◆ **Records to use**:
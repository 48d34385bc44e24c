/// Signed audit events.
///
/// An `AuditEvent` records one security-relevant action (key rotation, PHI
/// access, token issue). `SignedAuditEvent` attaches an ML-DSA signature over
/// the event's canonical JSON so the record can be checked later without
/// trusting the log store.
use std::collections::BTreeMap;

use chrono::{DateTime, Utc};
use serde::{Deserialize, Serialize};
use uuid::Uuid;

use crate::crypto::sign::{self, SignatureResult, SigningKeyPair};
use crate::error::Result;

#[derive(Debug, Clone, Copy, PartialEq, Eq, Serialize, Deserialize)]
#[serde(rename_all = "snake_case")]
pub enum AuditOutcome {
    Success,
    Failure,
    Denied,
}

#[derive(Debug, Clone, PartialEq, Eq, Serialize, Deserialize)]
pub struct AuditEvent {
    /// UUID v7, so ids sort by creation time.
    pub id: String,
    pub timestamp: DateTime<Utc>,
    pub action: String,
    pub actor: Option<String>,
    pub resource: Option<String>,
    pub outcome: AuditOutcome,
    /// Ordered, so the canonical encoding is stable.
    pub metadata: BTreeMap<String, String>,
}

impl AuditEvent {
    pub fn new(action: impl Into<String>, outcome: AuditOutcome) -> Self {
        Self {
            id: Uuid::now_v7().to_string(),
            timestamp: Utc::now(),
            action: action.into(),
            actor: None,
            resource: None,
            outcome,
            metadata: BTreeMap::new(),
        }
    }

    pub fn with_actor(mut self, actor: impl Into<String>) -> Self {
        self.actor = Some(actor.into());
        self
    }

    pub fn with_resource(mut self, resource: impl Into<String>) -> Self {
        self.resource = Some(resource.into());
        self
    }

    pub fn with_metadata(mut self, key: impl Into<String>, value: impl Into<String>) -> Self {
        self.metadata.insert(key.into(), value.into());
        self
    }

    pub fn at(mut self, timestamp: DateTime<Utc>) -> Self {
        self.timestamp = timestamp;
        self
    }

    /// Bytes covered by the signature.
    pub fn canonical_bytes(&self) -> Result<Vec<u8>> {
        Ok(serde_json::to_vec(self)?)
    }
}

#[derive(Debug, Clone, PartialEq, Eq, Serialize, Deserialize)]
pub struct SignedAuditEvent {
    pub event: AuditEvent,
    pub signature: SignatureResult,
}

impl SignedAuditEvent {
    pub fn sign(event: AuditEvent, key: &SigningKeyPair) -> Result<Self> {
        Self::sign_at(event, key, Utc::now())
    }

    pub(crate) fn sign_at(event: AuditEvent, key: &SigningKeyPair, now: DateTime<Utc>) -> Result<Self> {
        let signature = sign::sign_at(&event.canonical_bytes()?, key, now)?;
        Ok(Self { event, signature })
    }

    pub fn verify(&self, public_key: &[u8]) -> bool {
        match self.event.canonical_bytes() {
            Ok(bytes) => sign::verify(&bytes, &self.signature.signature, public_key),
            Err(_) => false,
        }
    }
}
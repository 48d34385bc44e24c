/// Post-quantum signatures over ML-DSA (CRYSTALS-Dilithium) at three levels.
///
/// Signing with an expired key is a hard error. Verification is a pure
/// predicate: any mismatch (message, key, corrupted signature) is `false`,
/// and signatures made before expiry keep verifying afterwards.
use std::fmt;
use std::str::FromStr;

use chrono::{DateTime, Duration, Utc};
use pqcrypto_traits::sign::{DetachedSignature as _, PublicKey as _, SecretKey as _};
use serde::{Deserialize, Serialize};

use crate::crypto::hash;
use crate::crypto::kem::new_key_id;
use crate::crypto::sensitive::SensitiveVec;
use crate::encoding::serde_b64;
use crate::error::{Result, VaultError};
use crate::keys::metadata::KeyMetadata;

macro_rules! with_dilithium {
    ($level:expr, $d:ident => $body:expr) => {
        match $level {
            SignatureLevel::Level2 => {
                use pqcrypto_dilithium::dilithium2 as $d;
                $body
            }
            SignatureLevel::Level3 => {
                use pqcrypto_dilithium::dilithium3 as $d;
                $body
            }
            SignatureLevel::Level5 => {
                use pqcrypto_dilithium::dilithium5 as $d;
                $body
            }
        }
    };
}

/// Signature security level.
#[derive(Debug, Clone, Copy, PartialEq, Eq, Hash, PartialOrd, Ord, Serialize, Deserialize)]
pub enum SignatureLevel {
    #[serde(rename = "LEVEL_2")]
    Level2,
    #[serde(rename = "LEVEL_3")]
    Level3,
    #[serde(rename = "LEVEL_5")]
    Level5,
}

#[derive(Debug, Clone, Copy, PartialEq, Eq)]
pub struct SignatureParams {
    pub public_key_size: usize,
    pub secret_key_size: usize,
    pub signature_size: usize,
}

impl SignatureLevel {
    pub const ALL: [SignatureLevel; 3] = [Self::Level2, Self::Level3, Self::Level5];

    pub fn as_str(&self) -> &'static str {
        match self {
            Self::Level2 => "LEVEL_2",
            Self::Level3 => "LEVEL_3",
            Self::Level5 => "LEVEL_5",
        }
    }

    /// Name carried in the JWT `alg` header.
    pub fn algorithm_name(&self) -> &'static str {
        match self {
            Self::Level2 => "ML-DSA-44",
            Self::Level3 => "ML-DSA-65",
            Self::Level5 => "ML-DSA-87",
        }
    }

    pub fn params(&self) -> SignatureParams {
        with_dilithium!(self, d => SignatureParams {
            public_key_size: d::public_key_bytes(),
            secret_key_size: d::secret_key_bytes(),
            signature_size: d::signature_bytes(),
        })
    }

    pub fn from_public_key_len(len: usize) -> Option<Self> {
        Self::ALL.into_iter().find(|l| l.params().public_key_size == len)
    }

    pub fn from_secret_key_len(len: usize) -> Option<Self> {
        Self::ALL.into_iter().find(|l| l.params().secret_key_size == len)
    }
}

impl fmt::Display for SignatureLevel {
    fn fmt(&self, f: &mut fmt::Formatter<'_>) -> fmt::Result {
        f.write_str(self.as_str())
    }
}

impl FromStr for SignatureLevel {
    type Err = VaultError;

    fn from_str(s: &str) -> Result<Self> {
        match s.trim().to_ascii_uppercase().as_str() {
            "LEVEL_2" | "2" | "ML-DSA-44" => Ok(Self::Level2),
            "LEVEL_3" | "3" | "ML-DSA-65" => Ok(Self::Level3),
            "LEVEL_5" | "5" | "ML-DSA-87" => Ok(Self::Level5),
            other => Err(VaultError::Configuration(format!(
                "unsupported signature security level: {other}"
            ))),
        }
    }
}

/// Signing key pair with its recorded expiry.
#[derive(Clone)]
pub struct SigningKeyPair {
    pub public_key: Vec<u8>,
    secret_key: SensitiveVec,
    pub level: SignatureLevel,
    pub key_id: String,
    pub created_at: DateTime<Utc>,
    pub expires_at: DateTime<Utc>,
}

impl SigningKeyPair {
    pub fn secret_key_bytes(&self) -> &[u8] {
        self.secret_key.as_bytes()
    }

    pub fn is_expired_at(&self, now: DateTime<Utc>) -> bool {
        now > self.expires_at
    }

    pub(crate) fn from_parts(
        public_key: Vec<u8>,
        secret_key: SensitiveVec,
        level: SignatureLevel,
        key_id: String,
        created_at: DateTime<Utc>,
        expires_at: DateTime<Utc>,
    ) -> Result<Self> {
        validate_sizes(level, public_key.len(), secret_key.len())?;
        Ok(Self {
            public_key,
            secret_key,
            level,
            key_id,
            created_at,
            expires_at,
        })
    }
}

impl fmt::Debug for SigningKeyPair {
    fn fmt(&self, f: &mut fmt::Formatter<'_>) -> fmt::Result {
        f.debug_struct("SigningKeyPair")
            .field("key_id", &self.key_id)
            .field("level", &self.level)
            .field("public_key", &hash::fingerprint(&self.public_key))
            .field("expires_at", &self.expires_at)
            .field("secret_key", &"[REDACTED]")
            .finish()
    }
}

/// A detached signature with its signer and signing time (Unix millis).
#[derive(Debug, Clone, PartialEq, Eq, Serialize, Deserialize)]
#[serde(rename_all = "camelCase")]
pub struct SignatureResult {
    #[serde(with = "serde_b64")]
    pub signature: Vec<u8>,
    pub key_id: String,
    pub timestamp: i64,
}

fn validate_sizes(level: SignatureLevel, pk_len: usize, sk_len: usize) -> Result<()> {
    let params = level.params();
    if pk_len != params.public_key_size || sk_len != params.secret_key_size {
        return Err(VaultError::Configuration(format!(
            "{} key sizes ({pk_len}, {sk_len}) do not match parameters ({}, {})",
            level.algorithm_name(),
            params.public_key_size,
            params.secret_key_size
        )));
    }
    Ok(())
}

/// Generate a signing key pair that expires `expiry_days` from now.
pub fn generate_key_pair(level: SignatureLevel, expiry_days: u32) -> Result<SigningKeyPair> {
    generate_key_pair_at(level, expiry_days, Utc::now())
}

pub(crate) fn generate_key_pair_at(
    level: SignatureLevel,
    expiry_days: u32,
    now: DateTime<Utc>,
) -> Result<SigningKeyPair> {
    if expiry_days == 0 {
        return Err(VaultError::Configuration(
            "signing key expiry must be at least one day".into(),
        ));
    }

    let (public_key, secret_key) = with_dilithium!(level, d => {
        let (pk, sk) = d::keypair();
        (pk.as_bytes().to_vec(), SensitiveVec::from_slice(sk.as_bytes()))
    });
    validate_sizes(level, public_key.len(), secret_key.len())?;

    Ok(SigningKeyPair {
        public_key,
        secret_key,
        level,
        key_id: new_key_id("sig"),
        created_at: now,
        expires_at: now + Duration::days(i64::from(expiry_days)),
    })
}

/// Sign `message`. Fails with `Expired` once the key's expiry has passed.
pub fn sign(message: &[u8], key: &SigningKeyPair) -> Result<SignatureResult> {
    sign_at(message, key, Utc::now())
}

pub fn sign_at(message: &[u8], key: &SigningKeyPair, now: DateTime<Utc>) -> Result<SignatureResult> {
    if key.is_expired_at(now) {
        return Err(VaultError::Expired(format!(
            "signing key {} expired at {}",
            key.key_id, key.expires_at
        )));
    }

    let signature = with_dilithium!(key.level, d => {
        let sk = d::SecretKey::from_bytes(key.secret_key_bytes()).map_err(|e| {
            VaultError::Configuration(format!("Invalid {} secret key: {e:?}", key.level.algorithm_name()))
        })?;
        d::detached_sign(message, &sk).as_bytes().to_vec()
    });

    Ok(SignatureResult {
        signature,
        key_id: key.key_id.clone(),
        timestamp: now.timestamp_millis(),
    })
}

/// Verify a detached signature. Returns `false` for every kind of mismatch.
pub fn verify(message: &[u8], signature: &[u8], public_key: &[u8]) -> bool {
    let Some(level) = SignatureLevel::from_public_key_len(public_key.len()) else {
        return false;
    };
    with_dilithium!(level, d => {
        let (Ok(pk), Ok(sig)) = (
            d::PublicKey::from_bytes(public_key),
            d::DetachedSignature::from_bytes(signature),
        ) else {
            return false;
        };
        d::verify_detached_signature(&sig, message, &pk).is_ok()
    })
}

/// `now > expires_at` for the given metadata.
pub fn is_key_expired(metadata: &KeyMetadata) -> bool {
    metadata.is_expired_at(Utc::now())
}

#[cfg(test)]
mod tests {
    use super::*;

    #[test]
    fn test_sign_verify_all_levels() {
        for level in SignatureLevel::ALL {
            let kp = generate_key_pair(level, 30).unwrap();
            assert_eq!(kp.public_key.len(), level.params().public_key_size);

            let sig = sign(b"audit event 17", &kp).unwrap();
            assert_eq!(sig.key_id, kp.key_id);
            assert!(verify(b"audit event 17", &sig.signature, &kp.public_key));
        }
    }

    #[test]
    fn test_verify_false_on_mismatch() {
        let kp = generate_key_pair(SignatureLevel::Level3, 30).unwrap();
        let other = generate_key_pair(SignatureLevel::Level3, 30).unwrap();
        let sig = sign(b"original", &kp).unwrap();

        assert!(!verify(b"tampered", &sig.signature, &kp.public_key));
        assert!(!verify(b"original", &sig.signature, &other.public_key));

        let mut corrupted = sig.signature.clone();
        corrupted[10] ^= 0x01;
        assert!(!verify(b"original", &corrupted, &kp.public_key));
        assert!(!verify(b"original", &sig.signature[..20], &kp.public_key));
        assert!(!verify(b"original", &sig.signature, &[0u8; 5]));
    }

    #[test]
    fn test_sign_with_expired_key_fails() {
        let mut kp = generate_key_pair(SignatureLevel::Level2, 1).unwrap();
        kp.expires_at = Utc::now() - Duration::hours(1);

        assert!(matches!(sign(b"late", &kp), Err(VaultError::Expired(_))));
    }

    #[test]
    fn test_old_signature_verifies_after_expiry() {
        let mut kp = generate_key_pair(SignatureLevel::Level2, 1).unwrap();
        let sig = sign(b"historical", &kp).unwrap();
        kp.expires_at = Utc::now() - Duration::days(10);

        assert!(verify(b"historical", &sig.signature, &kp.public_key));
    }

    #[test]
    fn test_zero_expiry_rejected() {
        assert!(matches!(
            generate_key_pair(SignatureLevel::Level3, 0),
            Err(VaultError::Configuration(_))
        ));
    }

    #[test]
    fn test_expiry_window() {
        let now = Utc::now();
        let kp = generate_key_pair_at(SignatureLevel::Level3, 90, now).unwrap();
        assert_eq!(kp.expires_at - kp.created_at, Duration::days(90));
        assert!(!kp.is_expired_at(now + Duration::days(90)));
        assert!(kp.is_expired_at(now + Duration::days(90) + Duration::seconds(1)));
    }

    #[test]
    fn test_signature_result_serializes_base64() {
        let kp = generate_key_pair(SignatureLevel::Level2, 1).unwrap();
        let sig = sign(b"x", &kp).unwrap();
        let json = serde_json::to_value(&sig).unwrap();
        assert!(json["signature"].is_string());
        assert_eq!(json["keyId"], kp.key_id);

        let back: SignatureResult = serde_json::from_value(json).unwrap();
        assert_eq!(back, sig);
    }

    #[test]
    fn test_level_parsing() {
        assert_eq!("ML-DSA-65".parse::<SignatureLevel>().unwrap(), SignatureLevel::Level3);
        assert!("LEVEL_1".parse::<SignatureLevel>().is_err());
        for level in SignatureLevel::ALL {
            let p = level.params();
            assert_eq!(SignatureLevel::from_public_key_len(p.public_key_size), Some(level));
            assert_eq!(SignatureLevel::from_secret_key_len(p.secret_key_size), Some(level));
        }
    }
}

◆ **Work item**: Across the listing, how many lines contain the word "action"? Give the number without further comment.

◆ **Finished exercise**: 4